Saved data entries:
----

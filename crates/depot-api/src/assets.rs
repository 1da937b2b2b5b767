//! Handlers for `/assets` endpoints.
//!
//! | Method | Path | Notes |
//! |--------|------|-------|
//! | `GET`  | `/assets/{tag}` | 404 if no store holds the tag |
//! | `POST` | `/assets/{tag}/transition` | Body: `{"category":"pc","location":"DepartmentIT","owner":"alice"}` |
//! | `POST` | `/assets/{tag}/move` | Body: `{"category":"quarantine"}` |
//!
//! `category` accepts any alias known to the server as well as the canonical
//! category names.

use axum::{
  Json,
  extract::{Path, State},
  http::StatusCode,
  response::IntoResponse,
};
use depot_core::{
  asset::{AssetTag, Attributes},
  store::AssetStore,
};
use depot_engine::{Located, TransitionKind, TransitionReport};
use serde::Deserialize;

use crate::{AppState, error::ApiError};

// ─── Locate ──────────────────────────────────────────────────────────────────

/// `GET /assets/{tag}`
pub async fn locate<S: AssetStore>(
  State(state): State<AppState<S>>,
  Path(tag): Path<String>,
) -> Result<Json<Located>, ApiError> {
  let tag = AssetTag::new(tag)?;
  let located = state.engine.resolver().locate(&tag).await?;
  Ok(Json(located))
}

// ─── Transition ──────────────────────────────────────────────────────────────

#[derive(Debug, Deserialize)]
pub struct TransitionBody {
  pub category:   String,
  pub location:   String,
  #[serde(flatten)]
  pub attributes: Attributes,
}

/// `POST /assets/{tag}/transition`
///
/// Responds `201 Created` when the tag was registered, `200 OK` otherwise.
pub async fn transition<S: AssetStore>(
  State(state): State<AppState<S>>,
  Path(tag): Path<String>,
  Json(body): Json<TransitionBody>,
) -> Result<impl IntoResponse, ApiError> {
  let category = state.engine.classify_category(&body.category)?;
  let report = state
    .engine
    .register_or_transition(&tag, category, &body.location, &body.attributes)
    .await?;
  let status = match report.kind {
    TransitionKind::Registered => StatusCode::CREATED,
    _ => StatusCode::OK,
  };
  Ok((status, Json(report)))
}

// ─── Move ────────────────────────────────────────────────────────────────────

#[derive(Debug, Deserialize)]
pub struct MoveBody {
  pub category: String,
}

/// `POST /assets/{tag}/move`
pub async fn move_to<S: AssetStore>(
  State(state): State<AppState<S>>,
  Path(tag): Path<String>,
  Json(body): Json<MoveBody>,
) -> Result<Json<TransitionReport>, ApiError> {
  let category = state.engine.classify_category(&body.category)?;
  let report = state.engine.move_to(&tag, category).await?;
  Ok(Json(report))
}
//! The store set and the fan-out join over it.
//!
//! [`StoreSet::fan_out`] runs one operation per store concurrently and
//! completes once every store has answered. A failing store never stalls the
//! others; it contributes an error marker to the [`Joined`] result instead.

use std::future::Future;

use depot_core::{
  Error, Result,
  category::Category,
  layout::{StoreLayout, StoreSpec},
  store::AssetStore,
};
use futures::future::join_all;

// ─── StoreSet ────────────────────────────────────────────────────────────────

/// One store per category, held in priority order.
pub struct StoreSet<S> {
  layout: StoreLayout,
  stores: Vec<(Category, S)>,
}

impl<S: AssetStore> StoreSet<S> {
  /// Build a set by opening one store for each entry in `layout`.
  pub fn new(layout: StoreLayout, mut open: impl FnMut(&StoreSpec) -> S) -> Self {
    let stores = layout.stores().iter().map(|spec| (spec.category, open(spec))).collect();
    Self { layout, stores }
  }

  pub fn layout(&self) -> &StoreLayout { &self.layout }

  /// The store holding `category`.
  pub fn store(&self, category: Category) -> Result<&S> {
    self
      .stores
      .iter()
      .find(|(c, _)| *c == category)
      .map(|(_, s)| s)
      .ok_or_else(|| Error::Layout(format!("no store configured for {category}")))
  }

  /// Stores in priority order.
  pub fn iter(&self) -> impl Iterator<Item = (Category, &S)> {
    self.stores.iter().map(|(c, s)| (*c, s))
  }

  /// Run `op` against every store at once and wait for all of them.
  ///
  /// The result is ordered by store priority, not by completion order.
  pub async fn fan_out<'a, T, F, Fut>(&'a self, op: F) -> Joined<T>
  where
    F: Fn(Category, &'a S) -> Fut,
    Fut: Future<Output = Result<T, S::Error>>,
  {
    let pending = self.stores.iter().map(|(category, store)| {
      let category = *category;
      let fut = op(category, store);
      async move {
        let result = fut.await.map_err(|e| Error::backend(category, e));
        StoreOutcome { category, result }
      }
    });

    let entries = join_all(pending).await;
    for entry in &entries {
      if let Err(e) = &entry.result {
        tracing::warn!(store = %entry.category, error = %e, "store operation failed");
      }
    }
    Joined { entries }
  }
}

// ─── Joined ──────────────────────────────────────────────────────────────────

/// One store's contribution to a fan-out.
#[derive(Debug)]
pub struct StoreOutcome<T> {
  pub category: Category,
  pub result:   Result<T>,
}

/// The completed fan-out: one outcome per store, in priority order.
#[derive(Debug)]
pub struct Joined<T> {
  entries: Vec<StoreOutcome<T>>,
}

impl<T> Joined<T> {
  pub fn entries(&self) -> &[StoreOutcome<T>] { &self.entries }

  pub fn into_entries(self) -> Vec<StoreOutcome<T>> { self.entries }

  pub fn successes(&self) -> impl Iterator<Item = (Category, &T)> {
    self
      .entries
      .iter()
      .filter_map(|e| e.result.as_ref().ok().map(|v| (e.category, v)))
  }

  pub fn failures(&self) -> impl Iterator<Item = (Category, &Error)> {
    self
      .entries
      .iter()
      .filter_map(|e| e.result.as_ref().err().map(|err| (e.category, err)))
  }

  /// The highest-priority failure, if any store failed.
  pub fn first_failure(&self) -> Option<(Category, &Error)> { self.failures().next() }

  /// `true` when every store answered successfully.
  pub fn is_complete(&self) -> bool { self.first_failure().is_none() }

  /// All values in priority order, or the first failure in priority order.
  pub fn into_result(self) -> Result<Vec<(Category, T)>> {
    self
      .entries
      .into_iter()
      .map(|e| e.result.map(|v| (e.category, v)))
      .collect()
  }
}
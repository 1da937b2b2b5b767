//! `depot`: command-line client for the Depot asset tracking server.
//!
//! # Usage
//!
//! ```
//! depot --url http://localhost:8640 summary
//! depot log A001 --category laptop --location DepartmentIT --owner alice
//! depot move A001 quarantine
//! ```

mod client;
mod render;

use anyhow::{Context, Result};
use clap::{Parser, Subcommand};
use client::{ApiClient, ApiConfig, ScanResult};
use depot_core::asset::Attributes;
use serde::Deserialize;

const DEFAULT_URL: &str = "http://localhost:8640";

// ─── CLI args ────────────────────────────────────────────────────────────────

#[derive(Parser, Debug)]
#[command(name = "depot", about = "Command-line client for the Depot asset tracker")]
struct Args {
  /// Path to a TOML config file (url).
  #[arg(short, long, value_name = "FILE")]
  config: Option<std::path::PathBuf>,

  /// Base URL of the depot server (default: http://localhost:8640).
  #[arg(long, env = "DEPOT_URL")]
  url: Option<String>,

  #[command(subcommand)]
  command: Command,
}

#[derive(Subcommand, Debug)]
enum Command {
  /// Asset counts per store and overall.
  Summary,
  /// Most recent check-ins and check-outs.
  Activity {
    #[arg(short = 'n', long)]
    limit:  Option<usize>,
    /// Only tags containing this text (case-insensitive).
    #[arg(short, long)]
    filter: Option<String>,
  },
  /// Show which store holds a tag.
  Locate { tag: String },
  /// Register an asset, or record that it moved to a new location.
  Log {
    tag:      String,
    /// Item type; any known alias works.
    #[arg(short, long)]
    category: String,
    #[arg(short, long)]
    location: String,
    #[arg(long)]
    owner:    Option<String>,
    #[arg(long)]
    model:    Option<String>,
    #[arg(long)]
    serial:   Option<String>,
  },
  /// Move an asset into another store, unchanged.
  Move { tag: String, category: String },
  /// Resolve scanner input as a category alias or a tag.
  Scan { input: String },
  /// Every asset in one store.
  List { category: String },
  /// Tags currently held by more than one store.
  Consistency,
}

// ─── Config file ─────────────────────────────────────────────────────────────

/// Shape of the optional TOML config file.
#[derive(Deserialize, Default)]
struct ConfigFile {
  #[serde(default)]
  url: String,
}

// ─── Entry point ─────────────────────────────────────────────────────────────

#[tokio::main]
async fn main() -> Result<()> {
  let args = Args::parse();

  let file_cfg: ConfigFile = if let Some(path) = &args.config {
    let raw = std::fs::read_to_string(path)
      .with_context(|| format!("reading config file {}", path.display()))?;
    toml::from_str(&raw).context("parsing config file")?
  } else {
    ConfigFile::default()
  };

  // CLI flags override config file, which overrides defaults.
  let api_config = ApiConfig {
    base_url: args
      .url
      .or_else(|| (!file_cfg.url.is_empty()).then(|| file_cfg.url.clone()))
      .unwrap_or_else(|| DEFAULT_URL.to_string()),
  };
  let client = ApiClient::new(api_config)?;

  let output = match args.command {
    Command::Summary => render::summary(&client.summary().await?),
    Command::Activity { limit, filter } => {
      render::activity(&client.activity(limit, filter.as_deref()).await?)
    }
    Command::Locate { tag } => render::located(&client.locate(&tag).await?),
    Command::Log { tag, category, location, owner, model, serial } => {
      let attributes = Attributes { owner, model, serial };
      render::report(&client.transition(&tag, &category, &location, &attributes).await?)
    }
    Command::Move { tag, category } => render::report(&client.move_to(&tag, &category).await?),
    Command::Scan { input } => match client.scan(&input).await? {
      ScanResult::Category { category } => format!("{input:?} is the {category} category\n"),
      ScanResult::Asset(located) => render::located(&located),
    },
    Command::List { category } => render::stored(&client.list(&category).await?),
    Command::Consistency => render::duplicates(&client.consistency().await?.duplicates),
  };

  print!("{output}");
  Ok(())
}
//! Free-text aliases for device categories.
//!
//! Scanned labels and hand-typed item types rarely match a category name
//! exactly ("iPad", "laptop", "network switch"). The [`AliasTable`] maps such
//! text onto a [`Category`]. It is built once and never mutated; callers
//! receive it by value or behind an `Arc`.

use std::collections::{BTreeMap, HashMap};

use strum::IntoEnumIterator;

use crate::{Error, Result, category::Category};

/// An immutable, case-insensitive alias → category lookup.
#[derive(Debug, Clone)]
pub struct AliasTable {
  by_alias:    HashMap<String, Category>,
  by_category: BTreeMap<Category, Vec<String>>,
}

impl AliasTable {
  /// Build a table from `(category, aliases)` pairs.
  ///
  /// Aliases are compared in lowercase with surrounding whitespace removed.
  /// An alias listed under two different categories is rejected.
  pub fn new<I, A, S>(entries: I) -> Result<Self>
  where
    I: IntoIterator<Item = (Category, A)>,
    A: IntoIterator<Item = S>,
    S: AsRef<str>,
  {
    let mut by_alias = HashMap::new();
    let mut by_category: BTreeMap<Category, Vec<String>> = BTreeMap::new();

    for (category, aliases) in entries {
      for alias in aliases {
        let key = normalise(alias.as_ref());
        if key.is_empty() {
          continue;
        }
        match by_alias.get(&key) {
          Some(&existing) if existing != category => {
            return Err(Error::AliasConflict {
              alias:  key,
              first:  existing,
              second: category,
            });
          }
          Some(_) => continue,
          None => {}
        }
        by_alias.insert(key.clone(), category);
        by_category.entry(category).or_default().push(key);
      }
    }

    Ok(Self { by_alias, by_category })
  }

  /// An empty table; every lookup misses.
  pub fn empty() -> Self {
    Self { by_alias: HashMap::new(), by_category: BTreeMap::new() }
  }

  /// Map `raw` onto a category, if it is a known alias.
  pub fn canonicalize(&self, raw: &str) -> Option<Category> {
    self.by_alias.get(&normalise(raw)).copied()
  }

  /// The aliases registered for `category`, normalised.
  pub fn aliases_for(&self, category: Category) -> &[String] {
    self
      .by_category
      .get(&category)
      .map(Vec::as_slice)
      .unwrap_or_default()
  }

  pub fn len(&self) -> usize { self.by_alias.len() }

  pub fn is_empty(&self) -> bool { self.by_alias.is_empty() }
}

/// The aliases every deployment starts with.
fn builtin_aliases(category: Category) -> &'static [&'static str] {
  match category {
    Category::Computer => &["pc", "desktop", "laptop", "notebook", "workstation"],
    Category::Monitor => &["display", "screen", "lcd"],
    Category::Server => &["rack server", "blade", "host"],
    Category::Switch => &["switches", "network switch"],
    Category::Tablet => &["ipad", "ipads", "tablet pc"],
    Category::Quarantine => &["gary", "stale", "quarantined"],
  }
}

impl Default for AliasTable {
  /// The built-in table. The built-in lists must stay disjoint.
  fn default() -> Self {
    Self::new(Category::iter().map(|c| (c, builtin_aliases(c))))
      .unwrap_or_else(|_| Self::empty())
  }
}

fn normalise(raw: &str) -> String { raw.trim().to_lowercase() }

----

What is expected: Return every line of the data above in which "Debug" appears.

Exercise output:
#[derive(Debug, Deserialize)]
#[derive(Debug, Deserialize)]
#[derive(Debug)]
#[derive(Debug)]
#[derive(Parser, Debug)]
#[derive(Subcommand, Debug)]
#[derive(Debug, Clone)]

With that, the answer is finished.